_Your goal_
A verbatim copy of all entries is the expected output.

Segment Start: Extracted records

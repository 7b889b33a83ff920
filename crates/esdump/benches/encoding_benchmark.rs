//! Benchmarks for record encoding and search-response decoding.
//!
//! Run with: cargo bench -p esdump

#![allow(clippy::pedantic)]

use criterion::{black_box, criterion_group, criterion_main, BenchmarkId, Criterion, Throughput};
use serde_json::{json, Map, Value};

use esdump::cluster::SearchResponse;
use esdump::sink::encode_record;
use esdump::Record;

fn sample_content(i: usize) -> Map<String, Value> {
    let doc = json!({
        "@timestamp": format!("2024-01-01T00:{:02}:{:02}Z", (i / 60) % 60, i % 60),
        "message": "GET /api/v1/items?page=3 HTTP/1.1 200 1532",
        "host": {"name": format!("web-{}", i % 16), "ip": "10.0.0.12"},
        "tags": ["nginx", "access", "prod"],
        "bytes": 1532,
        "latency_ms": 12.5
    });
    match doc {
        Value::Object(map) => map,
        _ => Map::new(),
    }
}

fn sample_hits(n: usize) -> String {
    let hits: Vec<Value> = (0..n)
        .map(|i| {
            json!({
                "_index": "logs",
                "_id": format!("doc-{}", i),
                "_score": null,
                "_source": sample_content(i),
                "sort": [1_700_000_000_000u64 + i as u64, format!("doc-{}", i)]
            })
        })
        .collect();

    json!({
        "_scroll_id": "FGluY2x1ZGVfY29udGV4dF91dWlkDXF1ZXJ5QW5kRmV0Y2gBFkx",
        "took": 3,
        "hits": {"total": {"value": n, "relation": "eq"}, "hits": hits}
    })
    .to_string()
}

/// Benchmark dump-file line encoding
fn bench_encode_record(c: &mut Criterion) {
    let record = Record::new("doc-1", "logs", sample_content(1));

    c.bench_function("encode_record", |b| {
        b.iter(|| black_box(encode_record(black_box(&record))))
    });

    let mut group = c.benchmark_group("encode_page");
    for size in [100, 1000, 10_000] {
        let records: Vec<Record> = (0..size)
            .map(|i| Record::new(format!("doc-{}", i), "logs", sample_content(i)))
            .collect();

        group.throughput(Throughput::Elements(size as u64));
        group.bench_with_input(BenchmarkId::new("records", size), &records, |b, records| {
            b.iter(|| {
                let mut buf = Vec::with_capacity(records.len() * 256);
                for record in records {
                    if let Ok(line) = encode_record(record) {
                        buf.extend_from_slice(&line);
                    }
                }
                black_box(buf)
            })
        });
    }
    group.finish();
}

/// Benchmark search response parsing into records
fn bench_decode_search_response(c: &mut Criterion) {
    let mut group = c.benchmark_group("decode_search_response");
    for size in [100, 1000, 10_000] {
        let body = sample_hits(size);

        group.throughput(Throughput::Elements(size as u64));
        group.bench_with_input(BenchmarkId::new("hits", size), &body, |b, body| {
            b.iter(|| black_box(serde_json::from_str::<SearchResponse>(body).ok()))
        });
    }
    group.finish();
}

criterion_group!(benches, bench_encode_record, bench_decode_search_response);
criterion_main!(benches);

Segment End: Extracted records

_Worked solution_
repository 7b889b33a83ff920
filename crates/esdump/benches/encoding_benchmark.rs
//! Benchmarks for record encoding and search-response decoding.
//!
//! Run with: cargo bench -p esdump

#![allow(clippy::pedantic)]

use criterion::{black_box, criterion_group, criterion_main, BenchmarkId, Criterion, Throughput};
use serde_json::{json, Map, Value};

use esdump::cluster::SearchResponse;
use esdump::sink::encode_record;
use esdump::Record;

fn sample_content(i: usize) -> Map<String, Value> {
    let doc = json!({
        "@timestamp": format!("2024-01-01T00:{:02}:{:02}Z", (i / 60) % 60, i % 60),
        "message": "GET /api/v1/items?page=3 HTTP/1.1 200 1532",
        "host": {"name": format!("web-{}", i % 16), "ip": "10.0.0.12"},
        "tags": ["nginx", "access", "prod"],
        "bytes": 1532,
        "latency_ms": 12.5
    });
    match doc {
        Value::Object(map) => map,
        _ => Map::new(),
    }
}

fn sample_hits(n: usize) -> String {
    let hits: Vec<Value> = (0..n)
        .map(|i| {
            json!({
                "_index": "logs",
                "_id": format!("doc-{}", i),
                "_score": null,
                "_source": sample_content(i),
                "sort": [1_700_000_000_000u64 + i as u64, format!("doc-{}", i)]
            })
        })
        .collect();

    json!({
        "_scroll_id": "FGluY2x1ZGVfY29udGV4dF91dWlkDXF1ZXJ5QW5kRmV0Y2gBFkx",
        "took": 3,
        "hits": {"total": {"value": n, "relation": "eq"}, "hits": hits}
    })
    .to_string()
}

/// Benchmark dump-file line encoding
fn bench_encode_record(c: &mut Criterion) {
    let record = Record::new("doc-1", "logs", sample_content(1));

    c.bench_function("encode_record", |b| {
        b.iter(|| black_box(encode_record(black_box(&record))))
    });

    let mut group = c.benchmark_group("encode_page");
    for size in [100, 1000, 10_000] {
        let records: Vec<Record> = (0..size)
            .map(|i| Record::new(format!("doc-{}", i), "logs", sample_content(i)))
            .collect();

        group.throughput(Throughput::Elements(size as u64));
        group.bench_with_input(BenchmarkId::new("records", size), &records, |b, records| {
            b.iter(|| {
                let mut buf = Vec::with_capacity(records.len() * 256);
                for record in records {
                    if let Ok(line) = encode_record(record) {
                        buf.extend_from_slice(&line);
                    }
                }
                black_box(buf)
            })
        });
    }
    group.finish();
}

/// Benchmark search response parsing into records
fn bench_decode_search_response(c: &mut Criterion) {
    let mut group = c.benchmark_group("decode_search_response");
    for size in [100, 1000, 10_000] {
        let body = sample_hits(size);

        group.throughput(Throughput::Elements(size as u64));
        group.bench_with_input(BenchmarkId::new("hits", size), &body, |b, body| {
            b.iter(|| black_box(serde_json::from_str::<SearchResponse>(body).ok()))
        });
    }
    group.finish();
}

criterion_group!(benches, bench_encode_record, bench_decode_search_response);
criterion_main!(benches);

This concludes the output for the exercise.